Thomas is a 29-year-old caregiver with acute back pain which was present after carrying a wheelchair client to and from the car.
It is painful for him to bend down and to his right side as well. Panadol is giving only short and mild relief. He can walk but all his movements are painful.
Amarita is a middle-aged nurse who is working hard to support her children who need money for study. She usually does double shifts and has a lack of sleep. She often sleeps in a chair and is now suffering a neck pain. Recently she felt a strange numbness and tingling in her right arm.
Causes of back and neck pain can be from:
Mechanical: Muscle strains; Disc Herniation/Protrusion; Vertebral Compression Fracture; scoliosis; spondylolisthesis; Sacroiliac joint dysfunction.
Degenerative: Osteoarthritis; radiculopathy; spinal stenosis; Cauda equine compression. Osteomyelitis; Metastases of Cancer.
Common conditions causing low back pain can be job dissatisfaction; twisting; excessive, continuous vibration at the job; heavy lifting; stress on the back or stress and depression.
The normal intervertebral disc is composed of two layers: the inner layer is soft, gelatinous tissue called the nucleus pulposus and an outer layer is called the annulus fibrosus which is strong and thick.
The discs between the vertebrae are round, cushioning pads which absorb the shock and resist compression. A lumbar, or lumbosacral disc herniation could affect the nerve roots.
Central treatment for disc herniation is usually emergency surgery. Timing of surgery decides the outcome, however early surgery has the best prognosis for recovery of bladder and bowel function.
The causes and treatment of neck pain are when patients complain of numbness, paraesthesia and radiculopathy which is a shooting pain that radiates from the neck to the arm.

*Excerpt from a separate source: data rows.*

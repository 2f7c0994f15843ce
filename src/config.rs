use crate::udp_packet::{ACK_SIZE, DEFAULT_DATAGRAM_SIZE, MAX_DATAGRAM_SIZE};
use crate::{Error, Result};
use serde::{Deserialize, Serialize};
use std::net::IpAddr;
use std::path::PathBuf;
use std::time::Duration;

/// Default port for both client and server
pub const DEFAULT_PORT: u16 = 5001;

/// Default UDP send rate in Kbps
pub const DEFAULT_RATE_KBPS: u64 = 1000;

/// Default server idle-flow eviction timeout
pub const DEFAULT_FLOW_IDLE_TIMEOUT: Duration = Duration::from_secs(30);

/// Transport protocol type for network testing.
///
/// # Examples
///
/// ```
/// use netmeter::{Config, Protocol};
///
/// let udp_config = Config::client("127.0.0.1".to_string(), 5001)
///     .with_protocol(Protocol::Udp)
///     .with_rate_kbps(2000);
/// ```
#[derive(Debug, Clone, Copy, PartialEq, Eq, Serialize, Deserialize)]
pub enum Protocol {
    /// Bulk throughput test, bandwidth only
    Tcp,
    /// Paced datagram test with loss and jitter
    Udp,
}

/// Test mode: client or server.
#[derive(Debug, Clone, Copy, PartialEq, Eq, Serialize, Deserialize)]
pub enum Mode {
    /// Server mode - receives traffic and reports per peer
    Server,
    /// Client mode - generates traffic toward a server
    Client,
}

/// Configuration for client and server runs.
///
/// Use the builder methods to customize the configuration.
///
/// # Examples
///
/// ## UDP Client in Ack Mode
///
/// ```
/// use netmeter::{Config, Protocol};
/// use std::time::Duration;
///
/// let config = Config::client("192.168.1.100".to_string(), 5001)
///     .with_protocol(Protocol::Udp)
///     .with_rate_kbps(5000)
///     .with_duration(Duration::from_secs(10))
///     .with_ack(true);
///
/// assert!(config.validate().is_ok());
/// assert_eq!(config.effective_ack_timeout(), Duration::from_secs(1));
/// ```
///
/// ## UDP Server
///
/// ```
/// use netmeter::{Config, Protocol};
///
/// let config = Config::server(5001)
///     .with_protocol(Protocol::Udp)
///     .with_rate_kbps(5000);
/// ```
#[derive(Debug, Clone, Serialize, Deserialize)]
pub struct Config {
    /// Server mode or client mode
    pub mode: Mode,

    /// Protocol to use (TCP or UDP)
    pub protocol: Protocol,

    /// Port number to use
    pub port: u16,

    /// Server address (for client mode)
    pub server_addr: Option<String>,

    /// Bind address (for server mode)
    pub bind_addr: Option<IpAddr>,

    /// Test duration (client mode)
    pub duration: Duration,

    /// Reporting window length
    pub interval: Duration,

    /// UDP send rate in Kbps. The server uses it as the declared rate when
    /// computing arrival jitter.
    pub rate_kbps: u64,

    /// Total UDP datagram size in bytes, including the 4-byte sequence header
    pub datagram_size: usize,

    /// Acknowledge every datagram and measure round trips on the client
    pub ack: bool,

    /// Age after which an unacknowledged datagram counts as lost.
    /// `None` uses the report interval.
    pub ack_timeout: Option<Duration>,

    /// Server evicts flows idle for this long. `None` keeps flows forever.
    pub flow_idle_timeout: Option<Duration>,

    /// CSV file receiving every metrics record
    pub log_path: Option<PathBuf>,

    /// Print the end-of-run summary as JSON
    pub json: bool,
}

impl Default for Config {
    fn default() -> Self {
        Self {
            mode: Mode::Client,
            protocol: Protocol::Tcp,
            port: DEFAULT_PORT,
            server_addr: None,
            bind_addr: None,
            duration: Duration::from_secs(60),
            interval: Duration::from_secs(1),
            rate_kbps: DEFAULT_RATE_KBPS,
            datagram_size: DEFAULT_DATAGRAM_SIZE,
            ack: false,
            ack_timeout: None,
            flow_idle_timeout: Some(DEFAULT_FLOW_IDLE_TIMEOUT),
            log_path: None,
            json: false,
        }
    }
}

impl Config {
    /// Creates a new configuration with default values.
    ///
    /// ```
    /// use netmeter::Config;
    ///
    /// let config = Config::new();
    /// assert_eq!(config.port, 5001);
    /// ```
    pub fn new() -> Self {
        Self::default()
    }

    /// Creates a new server configuration listening on `port`.
    pub fn server(port: u16) -> Self {
        Self {
            mode: Mode::Server,
            port,
            ..Default::default()
        }
    }

    /// Creates a new client configuration targeting `server_addr:port`.
    pub fn client(server_addr: String, port: u16) -> Self {
        Self {
            mode: Mode::Client,
            server_addr: Some(server_addr),
            port,
            ..Default::default()
        }
    }

    pub fn with_protocol(mut self, protocol: Protocol) -> Self {
        self.protocol = protocol;
        self
    }

    pub fn with_duration(mut self, duration: Duration) -> Self {
        self.duration = duration;
        self
    }

    /// Sets the reporting window length.
    ///
    /// Also the default ack timeout, unless one is set explicitly.
    pub fn with_interval(mut self, interval: Duration) -> Self {
        self.interval = interval;
        self
    }

    pub fn with_rate_kbps(mut self, rate_kbps: u64) -> Self {
        self.rate_kbps = rate_kbps;
        self
    }

    pub fn with_datagram_size(mut self, size: usize) -> Self {
        self.datagram_size = size;
        self
    }

    pub fn with_ack(mut self, ack: bool) -> Self {
        self.ack = ack;
        self
    }

    pub fn with_ack_timeout(mut self, timeout: Duration) -> Self {
        self.ack_timeout = Some(timeout);
        self
    }

    pub fn with_flow_idle_timeout(mut self, timeout: Option<Duration>) -> Self {
        self.flow_idle_timeout = timeout;
        self
    }

    pub fn with_bind_addr(mut self, addr: IpAddr) -> Self {
        self.bind_addr = Some(addr);
        self
    }

    pub fn with_log_path(mut self, path: PathBuf) -> Self {
        self.log_path = Some(path);
        self
    }

    pub fn with_json(mut self, json: bool) -> Self {
        self.json = json;
        self
    }

    /// Ack timeout in effect: the explicit one, or the report interval.
    pub fn effective_ack_timeout(&self) -> Duration {
        self.ack_timeout.unwrap_or(self.interval)
    }

    /// Checks the settings a run depends on.
    ///
    /// # Errors
    ///
    /// Returns [`Error::Config`] for a zero rate or interval, a datagram too
    /// small to carry an ack-sized reply or too large for one UDP payload, or
    /// a client without a server address.
    pub fn validate(&self) -> Result<()> {
        if self.rate_kbps == 0 {
            return Err(Error::Config("Send rate must be greater than 0 Kbps".to_string()));
        }

        if self.interval.is_zero() {
            return Err(Error::Config("Report interval must be greater than 0".to_string()));
        }

        if self.datagram_size < ACK_SIZE {
            return Err(Error::Config(format!(
                "Datagram size must be at least {} bytes, got {}",
                ACK_SIZE, self.datagram_size
            )));
        }

        if self.datagram_size > MAX_DATAGRAM_SIZE {
            return Err(Error::Config(format!(
                "Datagram size must be at most {} bytes, got {}",
                MAX_DATAGRAM_SIZE, self.datagram_size
            )));
        }

        if self.mode == Mode::Client && self.server_addr.is_none() {
            return Err(Error::Config(
                "Server address is required for client mode".to_string(),
            ));
        }

        Ok(())
    }
}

A patient will have unilateral arm pain, numbness and tingling in a specific dermatome in the hand.
A safe way to remember the sensation of the cervical nerve roots is:
C5 – shoulder area; C6 – thumb area; C7 – middle finger; C8 – little finger.
Questions to ask for neck and/or shoulder pain are:
Do symptoms improve by raising of the shoulder and placing the hand over the head?
If yes – the pain has a cervical spine origin.
If the pain is more when you move the shoulder it has shoulder origin.
Red flag signs and symptoms are neurologic deficits like muscle weakness, gait disturbance, saddle anaesthesia, bowel or bladder dysfunction, fever, unexpected weight loss and severe nocturnal pain.
The proper body mechanics if you are working as a Health Care Assistant are
- Set your feet in a solid wide base.
- Keep your centre of gravity low.
- Keep your head upright and hold your shoulders back
- Keep your back straight.
- Keep the patient close to your body
- Bend your knees and use the momentum from your legs and not your back to move or lift the patient
- Don’t twist, pivot instead
Importantly please remember that when you are working with a client that you must warn them of any movement and be careful of them, as well as yourself.